Siamo solo all’inizio della strada per comprendere gli effetti a lungo termine che gli ultimi due anni lasceranno nella popolazione, ma credo no ci sia nulla da temere se saremo in grado di riconoscere questi comportamenti e trattarli con l’unico rimedio possibile: l’amore.

Anche io nel mio piccolo ho potuto osservare gli effetti che la permanenza prolungata della mascherina sul viso ha avuto sulle mie allieve. Al di là dell’evidente difficoltà di danzare con una limitata possibilità di respirare, che ha avuto pesanti ricadute sulla loro risposta atletica e sulla resistenza (meno ossigenazione), quando abbiamo finalmente potuto toglierle mi sono trovata davanti ad uno spettacolo alquanto bizzarro che ci ha anche divertite molto. Sotto alla mascherina quelle bocche nel tempo hanno cominciato a contrarsi indisturbate, i denti hanno affondato sulle labbra, le lingue hanno fatto capolino, o si sono messe a spingere qua e là contro le pareti interne della bocca. Qualcuno ha anche preso l’abitudine di contare la musica e io di tutta questa attività non ne potevo sapere nulla fino a che non è venuta allo scoperto, così adesso mi trovo con delle fatine leggiadre, linee curate, piedini, manine e braccine al loro posto ma con delle facce che tradiscono la fatica, la concentrazione e lo sforzo.
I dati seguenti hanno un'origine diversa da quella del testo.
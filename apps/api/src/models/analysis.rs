use chrono::{DateTime, Utc};
use serde::{Deserialize, Serialize};

#[derive(Debug, Clone, Serialize, Deserialize, PartialEq)]
pub struct SkillMatch {
    pub name: String,
    pub match_score: f64, // 0 – 100
}

/// Numeric detail behind the experience narrative.
#[derive(Debug, Clone, Serialize, Deserialize, PartialEq)]
pub struct ExperienceAssessment {
    pub score: f64,
    pub years: u32,
    pub relevance: f64,
}

/// The results object rendered by the results panel and returned by the API.
#[derive(Debug, Clone, Serialize, Deserialize, PartialEq)]
pub struct AnalysisResults {
    pub match_score: f64,
    pub skills_match: Vec<SkillMatch>,
    pub experience_analysis: String,
    pub recommendations: Vec<String>,
    #[serde(default, skip_serializing_if = "Option::is_none")]
    pub experience: Option<ExperienceAssessment>,
    #[serde(default, skip_serializing_if = "Option::is_none")]
    pub job_id: Option<String>,
    #[serde(default, skip_serializing_if = "Option::is_none")]
    pub analyzed_at: Option<DateTime<Utc>>,
}

#[cfg(test)]
mod tests {
    use super::*;

    #[test]
    fn test_results_deserialize_from_minimal_payload() {
        let json = r#"{
            "match_score": 75,
            "skills_match": [{"name": "Python", "match_score": 90}],
            "experience_analysis": "Strong backend experience",
            "recommendations": ["Add more quantified achievements"]
        }"#;
        let results: AnalysisResults = serde_json::from_str(json).unwrap();
        assert_eq!(results.match_score, 75.0);
        assert_eq!(results.skills_match[0].name, "Python");
        assert!(results.experience.is_none());
        assert!(results.analyzed_at.is_none());
    }

    #[test]
    fn test_optional_fields_omitted_when_absent() {
        let results = AnalysisResults {
            match_score: 50.0,
            skills_match: vec![],
            experience_analysis: String::new(),
            recommendations: vec![],
            experience: None,
            job_id: None,
            analyzed_at: None,
        };
        let value = serde_json::to_value(&results).unwrap();
        assert!(value.get("experience").is_none());
        assert!(value.get("job_id").is_none());
        assert!(value.get("skills_match").is_some());
    }
}
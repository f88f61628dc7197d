mod analysis;
mod config;
mod errors;
mod models;
mod routes;
mod state;
mod ui;
mod upload;

use anyhow::{Context, Result};
use std::net::SocketAddr;
use tower_http::{cors::CorsLayer, trace::TraceLayer};
use tracing::info;
use tracing_subscriber::{layer::SubscriberExt, util::SubscriberInitExt, EnvFilter};

use crate::config::Config;
use crate::routes::build_router;
use crate::state::AppState;

#[tokio::main]
async fn main() -> Result<()> {
    // Load configuration first (fails on malformed env vars)
    let config = Config::from_env()?;

    // Initialize structured logging
    tracing_subscriber::registry()
        .with(EnvFilter::try_from_default_env().unwrap_or_else(|_| {
            EnvFilter::new(format!(
                "{}={},tower_http={}",
                env!("CARGO_CRATE_NAME"),
                &config.rust_log,
                &config.rust_log
            ))
        }))
        .with(tracing_subscriber::fmt::layer())
        .init();

    info!("Starting Resume Analyzer v{}", env!("CARGO_PKG_VERSION"));

    tokio::fs::create_dir_all(&config.upload_dir)
        .await
        .with_context(|| format!("Failed to create upload dir {}", config.upload_dir.display()))?;
    info!(
        "Uploads: {} (max {} bytes, extensions {:?})",
        config.upload_dir.display(),
        config.max_file_size,
        config.allowed_extensions
    );
    info!("Job profiles: {}", config.job_configs_path.display());

    let state = AppState::new(config.clone());
    info!("Skill scorer: {}", state.skill_scorer.backend());

    // Build router
    let app = build_router(state)
        .layer(TraceLayer::new_for_http())
        .layer(CorsLayer::permissive()); // TODO: restrict origins once the deployment host is fixed

    let addr: SocketAddr = format!("0.0.0.0:{}", config.port).parse()?;
    info!("Listening on {addr}");

    let listener = tokio::net::TcpListener::bind(addr).await?;
    axum::serve(listener, app).await?;

    Ok(())
}
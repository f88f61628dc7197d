// Resume analysis: text extraction, section splitting, skill and experience
// scoring against a job profile, and recommendations.
// Scoring goes through the `SkillScorer` seam held in `AppState`.

pub mod experience;
pub mod extract;
pub mod handlers;
pub mod jobs;
pub mod pipeline;
pub mod recommendations;
pub mod scoring;
pub mod text;
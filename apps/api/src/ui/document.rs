use dioxus::prelude::VirtualDom;

/// Render a VirtualDom into a complete HTML document string.
pub fn render_to_html(dom: &VirtualDom) -> String {
    format!(
        "<!DOCTYPE html><html lang=\"en\">{}</html>",
        dioxus::ssr::render(dom)
    )
}

/// Render a VirtualDom as a bare HTML fragment.
#[cfg(test)]
pub fn render_fragment(dom: &VirtualDom) -> String {
    dioxus::ssr::render(dom)
}
use crate::models::analysis::{ExperienceAssessment, SkillMatch};

const WEAK_SKILL_THRESHOLD: f64 = 70.0;
const WEAK_EXPERIENCE_THRESHOLD: f64 = 70.0;

const EXPERIENCE_ADVICE: &str = "Focus on gaining more relevant experience in key areas";
const STRONG_PROFILE_ADVICE: &str =
    "Strong profile! Consider highlighting leadership experience and quantitative achievements";

/// Builds the recommendation list from weak skills and a weak experience score.
/// Always returns at least one entry.
pub fn generate_recommendations(
    skills_match: &[SkillMatch],
    experience: &ExperienceAssessment,
) -> Vec<String> {
    let mut recommendations = Vec::new();

    let weak_skills: Vec<&str> = skills_match
        .iter()
        .filter(|s| s.match_score < WEAK_SKILL_THRESHOLD)
        .map(|s| s.name.as_str())
        .collect();
    if !weak_skills.is_empty() {
        recommendations.push(format!(
            "Consider strengthening skills in: {}",
            weak_skills.join(", ")
        ));
    }

    if experience.score < WEAK_EXPERIENCE_THRESHOLD {
        recommendations.push(EXPERIENCE_ADVICE.to_string());
    }

    if recommendations.is_empty() {
        recommendations.push(STRONG_PROFILE_ADVICE.to_string());
    }

    recommendations
}
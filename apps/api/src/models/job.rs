use std::collections::BTreeMap;

use serde::{Deserialize, Serialize};

#[derive(Debug, Clone, Serialize, Deserialize, PartialEq)]
pub struct RequiredExperience {
    pub years: u32,
}

/// A target role the resume is analyzed against.
#[derive(Debug, Clone, Serialize, Deserialize, PartialEq)]
pub struct JobConfig {
    #[serde(default)]
    pub title: String,
    pub required_skills: Vec<String>,
    pub required_experience: RequiredExperience,
}

/// Job profiles keyed by job id, ordered by id.
pub type JobConfigs = BTreeMap<String, JobConfig>;
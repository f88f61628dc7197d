use axum::Json;
use serde_json::{json, Value};

/// GET /health
/// Returns a simple status object with service version.
pub async fn health_handler() -> Json<Value> {
    Json(json!({
        "status": "OK",
        "message": "Resume Analyzer API is running",
        "version": env!("CARGO_PKG_VERSION")
    }))
}
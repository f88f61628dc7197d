//! Axum route handlers for the analysis API.

use anyhow::anyhow;
use axum::{
    extract::{Multipart, State},
    Json,
};
use tracing::info;

use crate::analysis::jobs::{find_job, load_job_configs};
use crate::analysis::pipeline::analyze_resume;
use crate::config::Config;
use crate::errors::AppError;
use crate::models::analysis::AnalysisResults;
use crate::models::job::JobConfigs;
use crate::state::AppState;
use crate::upload::form::{read_upload_form, UploadForm};

/// Runs a submitted form through validation, text extraction and analysis.
/// Shared by the JSON API and the HTML form.
pub async fn run_analysis(
    state: &AppState,
    form: UploadForm,
) -> Result<AnalysisResults, AppError> {
    let job_id = form
        .job_id
        .ok_or_else(|| AppError::Validation("job_id is required".to_string()))?;
    let file = state.accept_policy.select(form.files, |file| file)?;

    let jobs = load_job_configs(&state.config.job_configs_path).await?;
    let job = find_job(&jobs, &job_id)?;

    let extractor = state.extractor.clone();
    let bytes = file.bytes.clone();
    let text = tokio::task::spawn_blocking(move || extractor.extract(&bytes))
        .await
        .map_err(|e| AppError::Internal(anyhow!("text extraction task failed: {e}")))??;

    let results = analyze_resume(&text, &job_id, job, state.skill_scorer.as_ref()).await?;
    info!(
        filename = %file.name,
        job_id = %job_id,
        match_score = results.match_score,
        "Resume analyzed"
    );
    Ok(results)
}

/// POST /api/analyze
///
/// Multipart `file` (one PDF) + `job_id`. Returns the analysis results.
pub async fn handle_analyze(
    State(state): State<AppState>,
    multipart: Multipart,
) -> Result<Json<AnalysisResults>, AppError> {
    let form = read_upload_form(multipart).await?;
    let results = run_analysis(&state, form).await?;
    Ok(Json(results))
}

/// GET /api/jobs
pub async fn handle_get_jobs(
    State(state): State<AppState>,
) -> Result<Json<JobConfigs>, AppError> {
    let jobs = load_job_configs(&state.config.job_configs_path).await?;
    Ok(Json(jobs))
}

/// GET /api/config
pub async fn handle_get_config(State(state): State<AppState>) -> Json<Config> {
    Json(state.config.clone())
}
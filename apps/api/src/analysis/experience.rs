use std::sync::LazyLock;

use regex::Regex;

use crate::models::analysis::ExperienceAssessment;
use crate::models::job::RequiredExperience;

// "5 years", "5+ years", "3 yrs", "2 y.e."
static RE_YEARS: LazyLock<Regex> =
    LazyLock::new(|| Regex::new(r"(\d+)\+?\s*(?:years?|yrs?|y\.?e\.?)").unwrap());

const EXCELLENT_THRESHOLD: f64 = 85.0;
const GOOD_THRESHOLD: f64 = 70.0;

/// Largest "N years" figure stated in the experience section, or 0.
pub fn extract_years(experience: &str) -> u32 {
    let lower = experience.to_lowercase();
    RE_YEARS
        .captures_iter(&lower)
        .filter_map(|c| c.get(1)?.as_str().parse::<u32>().ok())
        .max()
        .unwrap_or(0)
}

/// Scores stated years against the requirement, blended evenly with
/// `relevance` (0.0 – 1.0).
pub fn assess_experience(
    experience: &str,
    relevance: f64,
    required: &RequiredExperience,
) -> ExperienceAssessment {
    let years = extract_years(experience);
    let relevance = relevance.clamp(0.0, 1.0);

    let years_score = if required.years == 0 {
        100.0
    } else if years > 0 {
        (years as f64 / required.years as f64 * 100.0).min(100.0)
    } else {
        0.0
    };

    ExperienceAssessment {
        score: round2((years_score + relevance * 100.0) / 2.0),
        years,
        relevance: round2(relevance * 100.0),
    }
}

/// Human-readable summary shown under "Experience Analysis".
pub fn describe_experience(
    assessment: &ExperienceAssessment,
    required: &RequiredExperience,
) -> String {
    let mut analysis = if assessment.score >= EXCELLENT_THRESHOLD {
        "Excellent experience match! ".to_string()
    } else if assessment.score >= GOOD_THRESHOLD {
        "Good experience match. ".to_string()
    } else {
        "Experience could be better aligned. ".to_string()
    };

    let comparison = if assessment.years >= required.years {
        "meets"
    } else {
        "below"
    };
    analysis.push_str(&format!(
        "Has {} years of experience ({comparison} requirement of {} years).",
        assessment.years, required.years
    ));
    analysis
}

pub fn round2(value: f64) -> f64 {
    (value * 100.0).round() / 100.0
}
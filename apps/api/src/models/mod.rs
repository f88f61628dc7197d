pub mod analysis;
pub mod job;
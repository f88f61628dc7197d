use axum::{
    extract::{Multipart, Path, State},
    Json,
};
use tracing::info;

use crate::errors::AppError;
use crate::state::AppState;
use crate::upload::form::read_upload_form;
use crate::upload::storage::{delete_upload, save_upload, DeleteReceipt, UploadReceipt};

/// POST /api/upload
///
/// Validates the single PDF in the `file` field and stores it in the upload directory.
pub async fn handle_upload(
    State(state): State<AppState>,
    multipart: Multipart,
) -> Result<Json<UploadReceipt>, AppError> {
    let form = read_upload_form(multipart).await?;
    let file = state.accept_policy.select(form.files, |file| file)?;

    let receipt = save_upload(&state.config.upload_dir, &file).await?;
    info!(filename = %receipt.filename, size = receipt.size, "Successfully uploaded file");

    Ok(Json(receipt))
}

/// DELETE /api/upload/:filename
pub async fn handle_delete_upload(
    State(state): State<AppState>,
    Path(filename): Path<String>,
) -> Result<Json<DeleteReceipt>, AppError> {
    let receipt = delete_upload(&state.config.upload_dir, &filename).await?;
    info!(filename = %filename, "Successfully deleted file");
    Ok(Json(receipt))
}
use dioxus::prelude::*;

use crate::models::analysis::AnalysisResults;

const SECTION_HEADING: &str = "text-lg font-semibold mb-2";

#[allow(non_snake_case)]
#[component]
fn ProgressBar(value: f64) -> Element {
    let width = value.clamp(0.0, 100.0);
    rsx! {
        div {
            class: "relative h-2 w-full overflow-hidden rounded-full bg-gray-200",
            role: "progressbar",
            "aria-valuemin": "0",
            "aria-valuemax": "100",
            "aria-valuenow": "{width}",
            div { class: "h-full bg-blue-600 transition-all", style: "width: {width}%" }
        }
    }
}

/// Results panel. Renders nothing when there are no results.
#[allow(non_snake_case)]
#[component]
pub fn ResultsDisplay(#[props(!optional)] results: Option<AnalysisResults>) -> Element {
    let Some(results) = results else {
        return rsx! {};
    };

    rsx! {
        div { class: "bg-white rounded-lg shadow p-6 space-y-6",
            div {
                h3 { class: SECTION_HEADING, "Overall Match Score" }
                div { class: "flex items-center gap-2",
                    ProgressBar { value: results.match_score }
                    span { class: "text-sm font-medium", "{results.match_score}%" }
                }
            }

            div {
                h3 { class: SECTION_HEADING, "Skills Analysis" }
                div { class: "grid grid-cols-1 md:grid-cols-2 gap-4",
                    for skill in results.skills_match.iter() {
                        div { class: "bg-gray-50 p-3 rounded",
                            div { class: "flex justify-between mb-1",
                                span { class: "text-sm font-medium", "{skill.name}" }
                                span { class: "text-sm text-gray-600", "{skill.match_score}%" }
                            }
                            ProgressBar { value: skill.match_score }
                        }
                    }
                }
            }

            div {
                h3 { class: SECTION_HEADING, "Experience Analysis" }
                p { class: "text-gray-700", "{results.experience_analysis}" }
            }

            div {
                h3 { class: SECTION_HEADING, "Recommendations" }
                ul { class: "list-disc pl-5 space-y-2",
                    for rec in results.recommendations.iter() {
                        li { class: "text-gray-700", "{rec}" }
                    }
                }
            }
        }
    }
}

#[cfg(test)]
mod tests {
    use super::*;
    use crate::models::analysis::SkillMatch;
    use crate::ui::document::render_fragment;

    fn render_results_display(results: Option<AnalysisResults>) -> String {
        let mut dom = VirtualDom::new_with_props(ResultsDisplay, ResultsDisplayProps { results });
        dom.rebuild_in_place();
        render_fragment(&dom)
    }

    fn sample() -> AnalysisResults {
        AnalysisResults {
            match_score: 75.0,
            skills_match: vec![SkillMatch {
                name: "Python".to_string(),
                match_score: 90.0,
            }],
            experience_analysis: "Strong backend experience".to_string(),
            recommendations: vec!["Add more quantified achievements".to_string()],
            experience: None,
            job_id: None,
            analyzed_at: None,
        }
    }

    #[test]
    fn test_no_results_renders_nothing() {
        assert!(render_results_display(None).trim().is_empty());
    }

    #[test]
    fn test_results_render_all_values() {
        let html = render_results_display(Some(sample()));
        assert!(html.contains("75%"));
        assert!(html.contains("Python"));
        assert!(html.contains("90%"));
        assert!(html.contains("Strong backend experience"));
        assert!(html.contains("Add more quantified achievements"));
    }

    #[test]
    fn test_four_sections_always_present() {
        let mut results = sample();
        results.skills_match.clear();
        results.recommendations.clear();
        let html = render_results_display(Some(results));
        for heading in [
            "Overall Match Score",
            "Skills Analysis",
            "Experience Analysis",
            "Recommendations",
        ] {
            assert!(html.contains(heading), "missing {heading}");
        }
    }

    #[test]
    fn test_skills_render_in_listed_order() {
        let mut results = sample();
        results.skills_match.push(SkillMatch {
            name: "Kubernetes".to_string(),
            match_score: 40.5,
        });
        let html = render_results_display(Some(results));
        let python = html.find("Python").unwrap();
        let kubernetes = html.find("Kubernetes").unwrap();
        assert!(python < kubernetes);
        assert!(html.contains("40.5%"));
    }

    #[test]
    fn test_progress_width_clamped() {
        let mut results = sample();
        results.match_score = 130.0;
        let html = render_results_display(Some(results));
        assert!(html.contains("width: 100%"));
        assert!(html.contains("130%"));
    }

    #[test]
    fn test_experience_text_is_escaped() {
        let mut results = sample();
        results.experience_analysis = "<script>alert(1)</script>".to_string();
        let html = render_results_display(Some(results));
        assert!(!html.contains("<script>"));
    }
}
Le espressioni facciali sono create da centinaia di muscoli, che in questo caso si sono contratti per tanto di quel tempo, senza controllo, da essersi depositati come abitudini, come parte del movimento stesso. Ora non ci resta che lavorare per cercare di riportare consapevolezza in quella zona del corpo che è stata abbandonata a sé stessa e che si è fatta carico di innumerevoli tensioni, portando via la forza da dove serve davvero, perché infine il pubblico paga un biglietto e non credo voglia vedere gli interpreti danzare con quelle facce lì!